What’s the Real Greatest Commandment?
“A new command I give you: Love one another. As I have loved you, so you must love one another.”
“Matt, what’s the real greatest commandment?”
Before I came to understand the New Covenant, if I was asked this question, my answer would’ve been wrong. I’d reply, “Love God with all my heart, soul, and mind–and the second greatest commandment is to love my neighbor as myself.”
A majority of the Christian population would say, “What’s wrong with that answer? It’s biblical.” And yes, it is biblical, but just because something is biblical doesn’t mean it’s written to Christians.
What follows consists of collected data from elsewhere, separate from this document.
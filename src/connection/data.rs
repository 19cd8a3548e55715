//! Read-only views over a connection's resolved payload.

use crate::{connection::ConnectionKind, dataset::cut::scalar_to_id};
use serde::{de, Deserialize, Deserializer, Serialize};
use serde_json::Value;
use std::{cmp::Ordering, collections::HashMap};
use thiserror::Error;

#[derive(Error, Debug)]
pub enum PayloadError {
    #[error("unexpected {kind} payload: {source}")]
    Shape {
        kind: &'static str,
        #[source]
        source: serde_json::Error,
    },
}

fn deserialize_id<'de, D: Deserializer<'de>>(deserializer: D) -> Result<String, D::Error> {
    let value = Value::deserialize(deserializer)?;
    scalar_to_id(&value).ok_or_else(|| de::Error::custom(format!("invalid id: {value}")))
}

#[derive(Debug, Clone, PartialEq, Serialize, Deserialize)]
pub struct Observation {
    #[serde(deserialize_with = "deserialize_id")]
    pub id: String,
    pub total: f64,
}

impl Observation {
    pub fn new(id: impl Into<String>, total: f64) -> Self {
        Self {
            id: id.into(),
            total,
        }
    }
}

#[derive(Debug, Clone, PartialEq, Serialize, Deserialize)]
pub struct DimensionValue {
    #[serde(deserialize_with = "deserialize_id")]
    pub id: String,
    #[serde(default)]
    pub label: Option<String>,
}

impl DimensionValue {
    /// Values without a label are labelled by their id.
    pub fn label(&self) -> &str {
        self.label.as_deref().unwrap_or(&self.id)
    }
}

#[derive(Debug, Clone, Copy, Default, PartialEq, Eq, Serialize, Deserialize)]
#[serde(rename_all = "lowercase")]
pub enum Format {
    #[default]
    Absolute,
    /// Each total divided by the sum of all totals.
    Percentage,
}

#[derive(Debug, Clone, Copy, PartialEq, Eq, Serialize, Deserialize)]
#[serde(rename_all = "lowercase")]
pub enum SortKey {
    Id,
    Total,
}

#[derive(Debug, Clone, Copy, Default, PartialEq, Eq, Serialize, Deserialize)]
#[serde(rename_all = "lowercase")]
pub enum SortDirection {
    #[default]
    Asc,
    Desc,
}

#[derive(Debug, Clone, Copy, PartialEq, Eq, Serialize, Deserialize)]
pub struct Sort {
    pub key: SortKey,
    #[serde(default)]
    pub direction: SortDirection,
}

impl Sort {
    pub fn new(key: SortKey, direction: SortDirection) -> Self {
        Self { key, direction }
    }

    fn compare(&self, a: &Observation, b: &Observation) -> Ordering {
        let ordering = match self.key {
            SortKey::Id => a.id.cmp(&b.id),
            SortKey::Total => a.total.total_cmp(&b.total),
        };
        match self.direction {
            SortDirection::Asc => ordering,
            SortDirection::Desc => ordering.reverse(),
        }
    }
}

#[derive(Debug, Clone, Default, PartialEq)]
pub struct Observations(Vec<Observation>);

impl Observations {
    pub fn new(observations: Vec<Observation>) -> Self {
        Self(observations)
    }

    pub fn as_slice(&self) -> &[Observation] {
        &self.0
    }

    pub fn len(&self) -> usize {
        self.0.len()
    }

    pub fn is_empty(&self) -> bool {
        self.0.is_empty()
    }

    pub fn get(&self, index: usize) -> Option<&Observation> {
        self.0.get(index)
    }

    pub fn sum(&self) -> f64 {
        self.0.iter().map(|o| o.total).sum()
    }

    pub fn sum_for(&self, id: &str) -> f64 {
        self.0.iter().filter(|o| o.id == id).map(|o| o.total).sum()
    }

    /// Copies the observations, converts them to `format` against the
    /// total of the whole set and only then sorts.
    pub fn formatted(&self, format: Format, sort: Option<Sort>) -> Vec<Observation> {
        let sum = self.sum();
        let mut result: Vec<_> = self
            .0
            .iter()
            .map(|o| Observation {
                id: o.id.clone(),
                total: apply_format(o.total, sum, format),
            })
            .collect();
        if let Some(sort) = sort {
            result.sort_by(|a, b| sort.compare(a, b));
        }
        result
    }

    pub fn value_at(&self, index: usize, format: Format) -> Option<Observation> {
        self.get(index).map(|o| Observation {
            id: o.id.clone(),
            total: apply_format(o.total, self.sum(), format),
        })
    }
}

fn apply_format(total: f64, sum: f64, format: Format) -> f64 {
    match format {
        Format::Absolute => total,
        Format::Percentage if sum == 0.0 => 0.0,
        Format::Percentage => total / sum,
    }
}

#[derive(Debug, Clone, Default, PartialEq)]
pub struct DimensionValues(HashMap<String, DimensionValue>);

impl DimensionValues {
    pub fn get(&self, id: &str) -> Option<&DimensionValue> {
        self.0.get(id)
    }

    pub fn label_for<'a>(&'a self, id: &'a str) -> &'a str {
        self.get(id).map(DimensionValue::label).unwrap_or(id)
    }

    pub fn len(&self) -> usize {
        self.0.len()
    }

    pub fn is_empty(&self) -> bool {
        self.0.is_empty()
    }
}

impl FromIterator<DimensionValue> for DimensionValues {
    fn from_iter<T: IntoIterator<Item = DimensionValue>>(iter: T) -> Self {
        Self(iter.into_iter().map(|v| (v.id.clone(), v)).collect())
    }
}

#[derive(Deserialize)]
#[serde(untagged)]
enum DimensionValuesJson {
    List(Vec<DimensionValue>),
    Map(HashMap<String, DimensionValue>),
}

#[derive(Debug, Clone, PartialEq)]
pub enum Payload {
    Observations(Observations),
    DimensionValues(DimensionValues),
    Raw(Value),
}

impl Payload {
    pub fn parse(kind: &ConnectionKind, value: Value) -> Result<Self, PayloadError> {
        match kind {
            ConnectionKind::Observations => serde_json::from_value::<Vec<Observation>>(value)
                .map(|list| Self::Observations(Observations::new(list)))
                .map_err(|source| PayloadError::Shape {
                    kind: "observations",
                    source,
                }),
            ConnectionKind::Dimensions => serde_json::from_value::<DimensionValuesJson>(value)
                .map(|json| {
                    let values = match json {
                        DimensionValuesJson::List(list) => list.into_iter().collect(),
                        DimensionValuesJson::Map(map) => map.into_values().collect(),
                    };
                    Self::DimensionValues(values)
                })
                .map_err(|source| PayloadError::Shape {
                    kind: "dimensions",
                    source,
                }),
            ConnectionKind::Other(_) => Ok(Self::Raw(value)),
        }
    }
}

/// A single value returned by [`Connection::get_value`](super::Connection::get_value).
#[derive(Debug, Clone, PartialEq)]
pub enum Datum {
    Observation(Observation),
    DimensionValue(DimensionValue),
}
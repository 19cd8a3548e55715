pub mod data;
mod key;
pub mod pool;

pub use key::{ConnectionKind, ConnectionSpec};
pub use pool::{ConnectionPool, PoolError};

use crate::{dataset::cut::Cut, fetcher::Fetcher};
use data::{Datum, Format, Observation, Payload, Sort};
use std::sync::{
    atomic::{AtomicUsize, Ordering},
    Arc, Weak,
};
use tokio::task::JoinHandle;

/// Typed replacement for the `connection:*` events.
pub trait ConnectionListener: Send + Sync {
    /// A request was issued; the connection's data is about to change.
    fn on_fetching(&self, _connection: &Connection) {}
    /// A request completed and its payload was stored.
    fn on_synced(&self, connection: &Connection);
    /// The cut changed in a way that needs a re-render but no new data.
    /// Every connection touched by one cut change reports the same `change`.
    fn on_changed(&self, _connection: &Connection, _change: u64) {}
}

#[derive(Debug, Clone, Copy, PartialEq, Eq, Hash)]
pub struct SubscriptionId(u64);

#[derive(Debug, Clone, Copy)]
pub struct Subscription {
    pub id: SubscriptionId,
    /// Loaded with no request in flight: no `on_synced` will follow until
    /// the next fetch.
    pub settled: bool,
}

/// Lookup key for [`Connection::get_value`].
#[derive(Debug, Clone, Copy)]
pub enum Lookup<'a> {
    Id(&'a str),
    Index(usize),
}

#[derive(Default)]
struct State {
    cut: Cut,
    payload: Option<Payload>,
    last_request: u64,
    in_flight: usize,
    listeners: Vec<(SubscriptionId, Weak<dyn ConnectionListener>)>,
    next_subscription: u64,
}

/// A cached remote fetch, shared through the [`ConnectionPool`].
pub struct Connection {
    key: String,
    spec: ConnectionSpec,
    path: String,
    fetcher: Arc<dyn Fetcher>,
    discard_stale_responses: bool,
    usage: AtomicUsize,
    state: parking_lot::Mutex<State>,
}

impl std::fmt::Debug for Connection {
    fn fmt(&self, f: &mut std::fmt::Formatter<'_>) -> std::fmt::Result {
        f.debug_struct("Connection")
            .field("key", &self.key)
            .field("usage", &self.usage())
            .field("loaded", &self.is_loaded())
            .finish()
    }
}

impl Connection {
    pub(crate) fn new(
        key: String,
        spec: ConnectionSpec,
        path: String,
        cut: Cut,
        fetcher: Arc<dyn Fetcher>,
        discard_stale_responses: bool,
    ) -> Self {
        Self {
            key,
            spec,
            path,
            fetcher,
            discard_stale_responses,
            usage: AtomicUsize::new(0),
            state: parking_lot::Mutex::new(State {
                cut,
                ..Default::default()
            }),
        }
    }

    pub fn key(&self) -> &str {
        &self.key
    }

    pub fn spec(&self) -> &ConnectionSpec {
        &self.spec
    }

    pub fn kind(&self) -> &ConnectionKind {
        &self.spec.kind
    }

    pub fn dimension(&self) -> Option<&str> {
        self.spec.dimension.as_deref()
    }

    pub fn usage(&self) -> usize {
        self.usage.load(Ordering::SeqCst)
    }

    // Both only ever called with the pool lock held.
    pub(crate) fn retain(&self) -> usize {
        self.usage.fetch_add(1, Ordering::SeqCst) + 1
    }

    pub(crate) fn release(&self) -> Option<usize> {
        let decrement = |usage: usize| usage.checked_sub(1);
        self.usage
            .fetch_update(Ordering::SeqCst, Ordering::SeqCst, decrement)
            .ok()
            .map(|previous| previous - 1)
    }

    pub fn cut(&self) -> Cut {
        self.state.lock().cut.clone()
    }

    pub(crate) fn set_cut(&self, cut: Cut) {
        self.state.lock().cut = cut;
    }

    pub fn is_loaded(&self) -> bool {
        self.state.lock().payload.is_some()
    }

    pub fn is_fetching(&self) -> bool {
        self.state.lock().in_flight > 0
    }

    pub fn subscribe(&self, listener: Weak<dyn ConnectionListener>) -> Subscription {
        let mut state = self.state.lock();
        state.next_subscription += 1;
        let id = SubscriptionId(state.next_subscription);
        state.listeners.push((id, listener));
        Subscription {
            id,
            settled: state.payload.is_some() && state.in_flight == 0,
        }
    }

    pub fn unsubscribe(&self, id: SubscriptionId) {
        self.state.lock().listeners.retain(|(sid, _)| *sid != id);
    }

    /// Starts a request with the current parameters. Earlier requests are
    /// not cancelled.
    pub fn fetch(self: &Arc<Self>) -> JoinHandle<()> {
        let (request_id, query) = {
            let mut state = self.state.lock();
            state.last_request += 1;
            state.in_flight += 1;
            (state.last_request, self.spec.query(&state.cut))
        };
        log::debug!(target: "connection", "fetching {} (request {})", self.key, request_id);
        self.notify(|listener| listener.on_fetching(self));

        let connection = Arc::clone(self);
        tokio::spawn(async move { connection.load(request_id, query).await })
    }

    async fn load(&self, request_id: u64, query: Vec<(String, String)>) {
        let result = self.fetcher.fetch(&self.path, &query).await;
        let synced = {
            let mut state = self.state.lock();
            state.in_flight -= 1;
            match result.map(|value| Payload::parse(&self.spec.kind, value)) {
                Err(err) => {
                    log::warn!(target: "connection", "fetching {} failed: {}", self.key, err);
                    false
                }
                Ok(Err(err)) => {
                    log::warn!(target: "connection", "bad payload for {}: {}", self.key, err);
                    false
                }
                Ok(Ok(_)) if self.discard_stale_responses && request_id != state.last_request => {
                    log::debug!(
                        target: "connection",
                        "discarding response {} of {}, request {} is newer",
                        request_id,
                        self.key,
                        state.last_request
                    );
                    false
                }
                Ok(Ok(payload)) => {
                    state.payload = Some(payload);
                    true
                }
            }
        };
        if synced {
            log::debug!(target: "connection", "synced {} (request {})", self.key, request_id);
            self.notify(|listener| listener.on_synced(self));
        }
    }

    pub(crate) fn emit_changed(&self, change: u64) {
        self.notify(|listener| listener.on_changed(self, change));
    }

    fn notify(&self, f: impl Fn(&dyn ConnectionListener)) {
        let listeners: Vec<_> = {
            let mut state = self.state.lock();
            state
                .listeners
                .retain(|(_, listener)| listener.strong_count() > 0);
            state
                .listeners
                .iter()
                .filter_map(|(_, listener)| listener.upgrade())
                .collect()
        };
        for listener in listeners {
            f(listener.as_ref());
        }
    }

    /// Observations converted to `format` and optionally sorted. `None`
    /// until loaded, or for connections that don't hold observations.
    pub fn get_data(&self, format: Format, sort: Option<Sort>) -> Option<Vec<Observation>> {
        match &self.state.lock().payload {
            Some(Payload::Observations(observations)) => Some(observations.formatted(format, sort)),
            _ => None,
        }
    }

    pub fn get_value(&self, lookup: Lookup<'_>, format: Format) -> Option<Datum> {
        let state = self.state.lock();
        match (state.payload.as_ref()?, lookup) {
            (Payload::Observations(observations), Lookup::Index(index)) => {
                observations.value_at(index, format).map(Datum::Observation)
            }
            (Payload::Observations(observations), Lookup::Id(id)) => observations
                .as_slice()
                .iter()
                .position(|o| o.id == id)
                .and_then(|index| observations.value_at(index, format))
                .map(Datum::Observation),
            (Payload::DimensionValues(values), Lookup::Id(id)) => {
                values.get(id).cloned().map(Datum::DimensionValue)
            }
            _ => None,
        }
    }

    /// Label of a dimension value; `None` when this connection holds no
    /// label for `id`.
    pub fn label_for(&self, id: &str) -> Option<String> {
        match &self.state.lock().payload {
            Some(Payload::DimensionValues(values)) => {
                values.get(id).map(|value| value.label().to_string())
            }
            _ => None,
        }
    }

    /// Sum of all totals. When this connection's own dimension is cut to a
    /// single id only that id's observations are counted.
    pub fn get_total(&self) -> Option<f64> {
        let state = self.state.lock();
        let Some(Payload::Observations(observations)) = &state.payload else {
            return None;
        };
        let self_cut = self
            .dimension()
            .and_then(|dimension| state.cut.get(dimension))
            .and_then(|value| value.as_id());
        Some(match self_cut {
            Some(id) => observations.sum_for(id),
            None => observations.sum(),
        })
    }

    pub fn payload(&self) -> Option<Payload> {
        self.state.lock().payload.clone()
    }
}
This passage is from Matthew 22:36-39, and we Christians should know it, but if we aren’t separating the Old and New Covenants as we read this section of Scripture confusion will happen.
Love God with everything I am? Love my neighbor as myself? This is not how God expects Christians to live. Why not?
- Because Jesus is being literal. He wasn’t saying, “Give it your best shot.”
- Because it is impossible to do this perfectly, which is required, in context.
- Because this was spoken to legalists, not Christians.
Other than Christ, nobody has ever expressed such a love in the history of humanity and that’s exactly why Jesus said it. This isn’t the true greatest commandment–for Christians–but instead for Israelites according to the Old Covenant, the Law. We have something much better because of Jesus; something much easier, much lighter. I’ll get to that shortly, and don’t worry, God has rigged it to where Christians have a love for Him and others which will never go away. We’ve been reborn with an incorruptible love in our genetic spiritual makeup. Like a fish in water swims, we love as we live (see Ephesians 6:24, 1 John 3:9, 4:20, Galatians 5:22,23).
What blew my mind was when I finally understood the context of Matthew 22:36-39:
This is the two greatest commandments in the Law.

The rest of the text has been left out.